Patient Twinning: The Future of MedTech
Here’s a typical caregiving scene, a patient comes in for medical treatment for recovery and healing. The clear goal is to achieve wholesome healing for the individual from his previous state of disease and illness. Doctors, physicians, and hospital teams intervene with medicines and treatment processes, aiming at the best possible health outcome for the patient. Despite best intentions and careful prescriptions, some ailing ones heal, and others succumb to their case. The medical fraternity is often left high and dry with the question of why some patients survive and heal faster than others. The perennial answer we hear is that every patient is different; it isn’t time that we make healthcare more personalized first, cohesive itself, and convivial at large. This is where creating a digital persona of the patient can benefit hugely. Let’s learn how patient twinning and digital twin (DT) technology is changing patient outcomes in the healthcare industry.
Need for Patient Twinning in Healthcare
The human body is one of the most complex and highly organized structures of hundreds of life processes and billions of life-sustaining cells. Everything has astounding interconnectedness, diverse genetics, and anatomical complexity in structure/behavior. The body’s chemical composition, lymphatic system, enteric nervous system (ENS), endocrine glands, and wellness factors make administering healthcare more convoluted. The patient’s social well-being, mental state, and how they feel having a say in their treatment affect the success of any medical course of action. While deciding on the cure, it is important to closely consider each individual’s unique lifestyle and medical history.
Health conditions of the heart, liver, kidney, nervous system, brain, autoimmune disorders, cancers, and rare diseases are impossible to understand fully. By having access to more historical and real-time information, practitioners become better equipped with valuable clues and can connect medical scenarios. Digital twins can enable the early-stage or prodromal period curing of diseases. With timely advice from the doctor, the sick can be relieved of acute illnesses, life-threatening conditions, surgery, organ transplant, and chemotherapy.
Doctors usually don’t have a complete picture of the patient, and connecting the complex dots is impossible.
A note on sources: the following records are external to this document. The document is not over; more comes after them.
//! The WebSocket proxy engine.
//!
//! A WS listener accepts HTTP upgrade requests, runs access control,
//! matches a route by longest path prefix, dials the route's upstream
//! (`ws://` or `wss://`), and relays frames in both directions. The relay
//! pings the client on a configurable interval and closes cleanly when no
//! pong arrives within the timeout; close codes are forwarded, and relay
//! errors close the client with 1011.

use futures_util::{SinkExt, StreamExt};
use http::{header, HeaderMap, Request, Response, StatusCode};
use hyper::body::Incoming;
use hyper::service::service_fn;
use hyper_util::rt::TokioIo;
use parking_lot::RwLock;
use std::convert::Infallible;
use std::net::SocketAddr;
use std::sync::Arc;
use std::time::{Duration, Instant};
use tokio::net::TcpListener;
use tokio_tungstenite::tungstenite::handshake::derive_accept_key;
use tokio_tungstenite::tungstenite::protocol::frame::coding::CloseCode;
use tokio_tungstenite::tungstenite::protocol::{CloseFrame, Role};
use tokio_tungstenite::tungstenite::Message;
use tokio_tungstenite::WebSocketStream;
use tracing::{debug, info, warn};

use portico_config::{ListenAddr, TlsConfig, WsRoute, WsRule};

use crate::access::{client_ip_from_headers, AccessProtocol};
use crate::body::{self, ProxyBody};
use crate::context::EngineCtx;
use crate::drain::DrainTracker;
use crate::errors::ProxyError;
use crate::observe::epoch_now;
use crate::sink::RequestRecord;
use crate::tls;

/// One bound address of a WS rule.
pub struct WsListener {
    pub listen_addr: String,
    pub bind: ListenAddr,
    pub tls: Option<TlsConfig>,
    rule: RwLock<Arc<WsRule>>,
    pub ctx: Arc<EngineCtx>,
    pub drain: DrainTracker,
}

impl WsListener {
    pub fn new(
        listen_addr: String,
        bind: ListenAddr,
        rule: &WsRule,
        ctx: Arc<EngineCtx>,
    ) -> Arc<Self> {
        Arc::new(Self {
            listen_addr,
            bind,
            tls: rule.tls.clone(),
            rule: RwLock::new(Arc::new(rule.clone())),
            ctx,
            drain: DrainTracker::new(),
        })
    }

    pub fn rule(&self) -> Arc<WsRule> {
        self.rule.read().clone()
    }

    /// Swap the rule on reconfiguration; established relays keep running
    /// with the routes they were opened under.
    pub fn swap_rule(&self, rule: Arc<WsRule>) {
        *self.rule.write() = rule;
    }

    /// Accept upgrade requests until the surrounding task is cancelled.
    pub async fn serve(self: Arc<Self>) -> Result<(), ProxyError> {
        let listener = TcpListener::bind(self.bind.addr)
            .await
            .map_err(|e| ProxyError::Bind {
                addr: self.listen_addr.clone(),
                reason: e.to_string(),
            })?;

        let acceptor = match &self.tls {
            Some(paths) => Some(tls::acceptor(&paths.cert_file, &paths.key_file, false)?),
            None => None,
        };

        info!(
            listen_addr = %self.listen_addr,
            bound = %self.bind.addr,
            tls = acceptor.is_some(),
            "ws listener accepting"
        );

        loop {
            match listener.accept().await {
                Ok((stream, peer)) => {
                    let listener = self.clone();
                    let acceptor = acceptor.clone();
                    tokio::spawn(async move {
                        let _guard = listener.drain.enter();
                        match acceptor {
                            Some(acceptor) => match acceptor.accept(stream).await {
                                Ok(tls_stream) => listener.serve_conn(tls_stream, peer).await,
                                Err(e) => {
                                    warn!(peer = %peer, error = %e, "ws TLS handshake failed");
                                }
                            },
                            None => listener.serve_conn(stream, peer).await,
                        }
                    });
                }
                Err(e) => {
                    warn!(listen_addr = %self.listen_addr, error = %e, "ws accept error");
                    tokio::time::sleep(Duration::from_millis(100)).await;
                }
            }
        }
    }

    async fn serve_conn<S>(self: Arc<Self>, io: S, peer: SocketAddr)
    where
        S: tokio::io::AsyncRead + tokio::io::AsyncWrite + Unpin + Send + 'static,
    {
        let listener = self.clone();
        let service = service_fn(move |req| {
            let listener = listener.clone();
            async move { Ok::<_, Infallible>(listener.handle_upgrade(peer, req)) }
        });

        let conn = hyper::server::conn::http1::Builder::new()
            .serve_connection(TokioIo::new(io), service)
            .with_upgrades();
        if let Err(e) = conn.await {
            debug!(peer = %peer, error = %e, "ws connection ended with error");
        }
    }

    /// Validate and answer the upgrade, spawning the relay on success.
    fn handle_upgrade(
        self: Arc<Self>,
        peer: SocketAddr,
        mut req: Request<Incoming>,
    ) -> Response<ProxyBody> {
        let rule = self.rule();

        let client_ip = client_ip_from_headers(&peer, req.headers());
        if !self
            .ctx
            .access
            .allows(AccessProtocol::Ws, &client_ip, &client_ip.to_string())
        {
            self.observe_upgrade(peer, req.uri().path(), StatusCode::FORBIDDEN.as_u16(), "", "");
            return simple(StatusCode::FORBIDDEN, "Forbidden");
        }

        let Some(key) = websocket_key(req.headers()) else {
            return simple(StatusCode::BAD_REQUEST, "Expected WebSocket upgrade");
        };

        let path = req.uri().path().to_string();
        let Some(route) = match_ws_route(&rule.routes, &path) else {
            self.observe_upgrade(peer, &path, StatusCode::NOT_FOUND.as_u16(), "", "");
            return simple(StatusCode::NOT_FOUND, "No WS route");
        };

        let upstream_url = route.upstream_url.clone();
        let route_path = route.path.clone();
        let ping_interval = Duration::from_secs(rule.ping_interval_sec.max(1));
        let pong_timeout = Duration::from_secs(rule.pong_timeout_sec.max(1));

        self.observe_upgrade(
            peer,
            &path,
            StatusCode::SWITCHING_PROTOCOLS.as_u16(),
            &upstream_url,
            &route_path,
        );

        let accept = derive_accept_key(key.as_bytes());
        let listener = self.clone();
        let upgrade = hyper::upgrade::on(&mut req);

        tokio::spawn(async move {
            let _guard = listener.drain.enter();
            match upgrade.await {
                Ok(upgraded) => {
                    let client = WebSocketStream::from_raw_socket(
                        TokioIo::new(upgraded),
                        Role::Server,
                        None,
                    )
                    .await;
                    if let Err(e) = relay(client, &upstream_url, ping_interval, pong_timeout).await
                    {
                        listener.ctx.observer.push_log(format!(
                            "[NODE {}] ws relay error ({peer} -> {upstream_url}): {e}",
                            listener.listen_addr
                        ));
                    }
                }
                Err(e) => {
                    debug!(peer = %peer, error = %e, "ws upgrade never completed");
                }
            }
        });

        Response::builder()
            .status(StatusCode::SWITCHING_PROTOCOLS)
            .header(header::CONNECTION, "upgrade")
            .header(header::UPGRADE, "websocket")
            .header(header::SEC_WEBSOCKET_ACCEPT, accept)
            .body(body::empty())
            .unwrap_or_else(|_| simple(StatusCode::INTERNAL_SERVER_ERROR, ""))
    }

    fn observe_upgrade(&self, peer: SocketAddr, path: &str, status: u16, upstream: &str, route: &str) {
        self.ctx.observer.observe(RequestRecord {
            timestamp: epoch_now(),
            listen_addr: self.listen_addr.clone(),
            client_ip: peer.ip().to_string(),
            peer_ip: peer.ip().to_string(),
            method: "GET".into(),
            host: String::new(),
            path: path.to_string(),
            status,
            upstream: upstream.to_string(),
            route_id: route.to_string(),
            latency_ms: 0.0,
            bytes_in: 0,
            bytes_out: 0,
            user_agent: String::new(),
            referer: String::new(),
        });
        self.ctx.observer.push_log(format!(
            "[NODE {}] ws upgrade {} from {} -> {}",
            self.listen_addr, status, peer, upstream
        ));
    }
}

fn simple(status: StatusCode, message: &'static str) -> Response<ProxyBody> {
    Response::builder()
        .status(status)
        .header(header::CONTENT_TYPE, "text/plain; charset=utf-8")
        .body(body::full(message))
        .expect("static response builds")
}

/// RFC 6455 upgrade validation: right headers plus a Sec-WebSocket-Key.
fn websocket_key(headers: &HeaderMap) -> Option<String> {
    let is_upgrade = headers
        .get(header::CONNECTION)
        .and_then(|v| v.to_str().ok())
        .map(|v| v.split(',').any(|t| t.trim().eq_ignore_ascii_case("upgrade")))
        .unwrap_or(false);
    let is_websocket = headers
        .get(header::UPGRADE)
        .and_then(|v| v.to_str().ok())
        .map(|v| v.eq_ignore_ascii_case("websocket"))
        .unwrap_or(false);
    if !is_upgrade || !is_websocket {
        return None;
    }

    headers
        .get(header::SEC_WEBSOCKET_KEY)
        .and_then(|v| v.to_str().ok())
        .map(str::to_string)
}

/// Longest path prefix wins.
fn match_ws_route<'a>(routes: &'a [WsRoute], path: &str) -> Option<&'a WsRoute> {
    routes
        .iter()
        .filter(|r| path.starts_with(r.path.as_str()))
        .max_by_key(|r| r.path.len())
}

/// Bidirectional frame relay with heartbeat.
async fn relay<S>(
    client: WebSocketStream<S>,
    upstream_url: &str,
    ping_interval: Duration,
    pong_timeout: Duration,
) -> Result<(), ProxyError>
where
    S: tokio::io::AsyncRead + tokio::io::AsyncWrite + Unpin,
{
    let (upstream, _) = tokio_tungstenite::connect_async(upstream_url)
        .await
        .map_err(|e| ProxyError::UpstreamProtocol(format!("ws dial {upstream_url}: {e}")))?;

    let (mut c_tx, mut c_rx) = client.split();
    let (mut u_tx, mut u_rx) = upstream.split();

    let mut ping = tokio::time::interval(ping_interval);
    ping.set_missed_tick_behavior(tokio::time::MissedTickBehavior::Delay);
    ping.tick().await; // first tick is immediate
    let mut last_pong = Instant::now();

    let result: Result<(), ProxyError> = loop {
        tokio::select! {
            from_client = c_rx.next() => match from_client {
                Some(Ok(Message::Pong(payload))) => {
                    last_pong = Instant::now();
                    let _ = u_tx.send(Message::Pong(payload)).await;
                }
                Some(Ok(Message::Close(frame))) => {
                    debug!("client closed, forwarding close frame");
                    let _ = u_tx.send(Message::Close(frame)).await;
                    break Ok(());
                }
                Some(Ok(msg)) => {
                    if let Err(e) = u_tx.send(msg).await {
                        break Err(ProxyError::UpstreamProtocol(e.to_string()));
                    }
                }
                Some(Err(e)) => break Err(ProxyError::UpstreamProtocol(e.to_string())),
                None => {
                    let _ = u_tx.send(Message::Close(None)).await;
                    break Ok(());
                }
            },
            from_upstream = u_rx.next() => match from_upstream {
                Some(Ok(Message::Close(frame))) => {
                    let _ = c_tx.send(Message::Close(frame)).await;
                    break Ok(());
                }
                Some(Ok(msg)) => {
                    if let Err(e) = c_tx.send(msg).await {
                        break Err(ProxyError::UpstreamProtocol(e.to_string()));
                    }
                }
                Some(Err(e)) => break Err(ProxyError::UpstreamProtocol(e.to_string())),
                None => {
                    let _ = c_tx.send(Message::Close(None)).await;
                    break Ok(());
                }
            },
            _ = ping.tick() => {
                if last_pong.elapsed() > pong_timeout {
                    debug!("pong timeout, closing relay");
                    let frame = CloseFrame {
                        code: CloseCode::Away,
                        reason: "heartbeat timeout".into(),
                    };
                    let _ = c_tx.send(Message::Close(Some(frame.clone()))).await;
                    let _ = u_tx.send(Message::Close(Some(frame))).await;
                    break Ok(());
                }
                if let Err(e) = c_tx.send(Message::Ping(Vec::new())).await {
                    break Err(ProxyError::UpstreamProtocol(e.to_string()));
                }
            }
        }
    };

    if result.is_err() {
        // Relay failure surfaces to the client as an abnormal close.
        let frame = CloseFrame {
            code: CloseCode::Error,
            reason: "relay error".into(),
        };
        let _ = c_tx.send(Message::Close(Some(frame))).await;
    }

    result
}

#[cfg(test)]
mod tests {
    use super::*;

    fn route(path: &str, upstream: &str) -> WsRoute {
        WsRoute {
            path: path.to_string(),
            upstream_url: upstream.to_string(),
        }
    }

    #[test]
    fn longest_prefix_route_wins() {
        let routes = vec![
            route("/", "ws://a:1"),
            route("/chat", "ws://b:2"),
            route("/chat/admin", "ws://c:3"),
        ];

        assert_eq!(
            match_ws_route(&routes, "/chat/admin/console").unwrap().upstream_url,
            "ws://c:3"
        );
        assert_eq!(match_ws_route(&routes, "/chat/x").unwrap().upstream_url, "ws://b:2");
        assert_eq!(match_ws_route(&routes, "/other").unwrap().upstream_url, "ws://a:1");
        assert!(match_ws_route(&[], "/x").is_none());
    }

    #[test]
    fn upgrade_validation_requires_all_headers() {
        let mut headers = HeaderMap::new();
        headers.insert(header::CONNECTION, "keep-alive, Upgrade".parse().unwrap());
        headers.insert(header::UPGRADE, "websocket".parse().unwrap());
        headers.insert(
            header::SEC_WEBSOCKET_KEY,
            "dGhlIHNhbXBsZSBub25jZQ==".parse().unwrap(),
        );
        assert_eq!(
            websocket_key(&headers).as_deref(),
            Some("dGhlIHNhbXBsZSBub25jZQ==")
        );

        let mut missing_key = headers.clone();
        missing_key.remove(header::SEC_WEBSOCKET_KEY);
        assert!(websocket_key(&missing_key).is_none());

        let mut not_upgrade = headers.clone();
        not_upgrade.insert(header::CONNECTION, "keep-alive".parse().unwrap());
        assert!(websocket_key(&not_upgrade).is_none());
    }

    #[test]
    fn accept_key_is_rfc_sample() {
        // The RFC 6455 §1.3 worked example.
        assert_eq!(
            derive_accept_key(b"dGhlIHNhbXBsZSBub25jZQ=="),
            "s3pPLMBiTxaQ9kYGzzhZRbK+xOo="
        );
    }
}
Patients cannot make complete sense of why and what is happening to them. Most diseases are understood as one of the events. In contrast, there is a possibility that one of the lifestyles led to a chronic problem or a problem with a specific organ is cascading into other health issues. A complete digital simulation of the patient’s medical history and records is now possible with patient twinning and digital twin technology, a ground-breaking development.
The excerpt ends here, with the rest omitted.